Drive continuous improvement across the Asia Pacific Regional Supply Chain for Agricultural Solutions by leveraging data analytics to identify inefficiencies and implement data-driven solutions.
This role also leads digitalization and automation efforts, including data extraction, dashboard development in Power BI, and predictive analytics enablement.
Main Tasks
Advanced Analytics & Modeling
Develop predictive models for demand forecasting, inventory optimization, and lead time prediction.

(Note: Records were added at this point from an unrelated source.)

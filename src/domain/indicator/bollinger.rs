//! Bollinger Bands indicator.
//!
//! Bollinger Bands consist of:
//! - Middle: Simple Moving Average (SMA) over n periods
//! - Upper: Middle + (multiplier × StdDev)
//! - Lower: Middle - (multiplier × StdDev)
//!
//! Where StdDev is population standard deviation (divides by N, not N-1).
//!
//! Default parameters: period=20, multiplier=2.0
//! Warmup: first (period-1) values are undefined.

use super::stddev::rolling_stddev;
use super::{sma, Series};

pub const DEFAULT_PERIOD: usize = 20;
pub const DEFAULT_MULTIPLIER: f64 = 2.0;

#[derive(Debug, Clone, PartialEq)]
pub struct BollingerBands {
    pub upper: Series,
    pub middle: Series,
    pub lower: Series,
}

pub fn bollinger_bands(values: &[f64], period: usize, multiplier: f64) -> BollingerBands {
    let middle = sma(values, period);
    let deviation = rolling_stddev(values, period);

    let (upper, lower) = middle
        .iter()
        .zip(&deviation)
        .map(|(m, d)| match (m, d) {
            (Some(m), Some(d)) => (Some(m + multiplier * d), Some(m - multiplier * d)),
            _ => (None, None),
        })
        .unzip();

    BollingerBands {
        upper,
        middle,
        lower,
    }
}
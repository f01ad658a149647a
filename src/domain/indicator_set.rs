//! Per-asset precomputed indicators consumed by the evaluator.

use crate::domain::bar::{closes, volumes, Bar};
use crate::domain::indicator::{
    atr, average_true_range, average_volume, bollinger, bollinger_bands, ema, macd, percent_change,
    rsi, sma, volume, BollingerBands, Macd, MaKey, MaKind, Series,
};
use crate::domain::node::IndicatorRequirements;
use std::collections::HashMap;

/// The standard series are always present. Strategy-specific moving averages
/// and the optional Bollinger, MACD and ATR series are computed only when
/// requested.
#[derive(Debug, Clone, PartialEq)]
pub struct IndicatorSet {
    pub sma20: Series,
    pub sma50: Series,
    pub ema20: Series,
    pub rsi14: Series,
    pub avg_volume20: Series,
    pub price_change: Vec<f64>,
    pub moving_averages: HashMap<MaKey, Series>,
    pub bollinger: Option<BollingerBands>,
    pub macd: Option<Macd>,
    pub atr14: Option<Series>,
}

impl IndicatorSet {
    pub fn compute(bars: &[Bar], requirements: &IndicatorRequirements) -> Self {
        let close = closes(bars);
        let volume_series = volumes(bars);

        let moving_averages = requirements
            .moving_averages
            .iter()
            .filter(|key| !is_standard(key))
            .map(|key| (*key, key.compute(&close)))
            .collect();

        IndicatorSet {
            sma20: sma(&close, 20),
            sma50: sma(&close, 50),
            ema20: ema(&close, 20),
            rsi14: rsi(&close, rsi::DEFAULT_PERIOD),
            avg_volume20: average_volume(&volume_series, volume::DEFAULT_VOLUME_PERIOD),
            price_change: percent_change(&close),
            moving_averages,
            bollinger: requirements.bollinger.then(|| {
                bollinger_bands(
                    &close,
                    bollinger::DEFAULT_PERIOD,
                    bollinger::DEFAULT_MULTIPLIER,
                )
            }),
            macd: requirements.macd.then(|| {
                macd(
                    &close,
                    macd::DEFAULT_FAST,
                    macd::DEFAULT_SLOW,
                    macd::DEFAULT_SIGNAL,
                )
            }),
            atr14: requirements
                .atr
                .then(|| average_true_range(bars, atr::DEFAULT_PERIOD)),
        }
    }

    /// Series for a moving average, resolving the standard ones to their fields.
    pub fn moving_average(&self, key: &MaKey) -> Option<&Series> {
        match (key.kind, key.period) {
            (MaKind::Sma, 20) => Some(&self.sma20),
            (MaKind::Sma, 50) => Some(&self.sma50),
            (MaKind::Ema, 20) => Some(&self.ema20),
            _ => self.moving_averages.get(key),
        }
    }
}

fn is_standard(key: &MaKey) -> bool {
    matches!(
        (key.kind, key.period),
        (MaKind::Sma, 20) | (MaKind::Sma, 50) | (MaKind::Ema, 20)
    )
}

Apply machine learning techniques (e.g., anomaly detection, planning data analysis) to large datasets to solve supply chain challenges.
Data Engineering & Automation
Manage and transform large datasets from ERP and planning systems (e.g., SAP).
Build automated data pipelines using Python, SQL, or similar tools.
Decision Support & Scenario Planning
Create simulation and optimization tools to support strategic planning and what-if analysis.
Monitor and refine models to ensure optimal performance.
Digital Supply Chain Projects
Lead or co-lead digital transformation initiatives (e.g., control towers, predictive maintenance, AI in logistics).
Collaborate with IT and data teams to enhance infrastructure and modeling capabilities.
Requirements
Bachelor’s degree in Data Science, Computer Science, Operations Research, Industrial Engineering, Supply Chain, or related fields.
Minimum 3 years of experience in Supply Chain Analytics, Data Science, or quantitative modeling.
Proficient in Python or R; strong SQL skills.
Experience with cloud platforms (e.g., Snowflake, Azure, AWS) and machine learning libraries (e.g., scikit-learn, TensorFlow).
Familiarity with Supply Chain Planning and Execution Systems (e.g., SAP IBP, Kinaxis).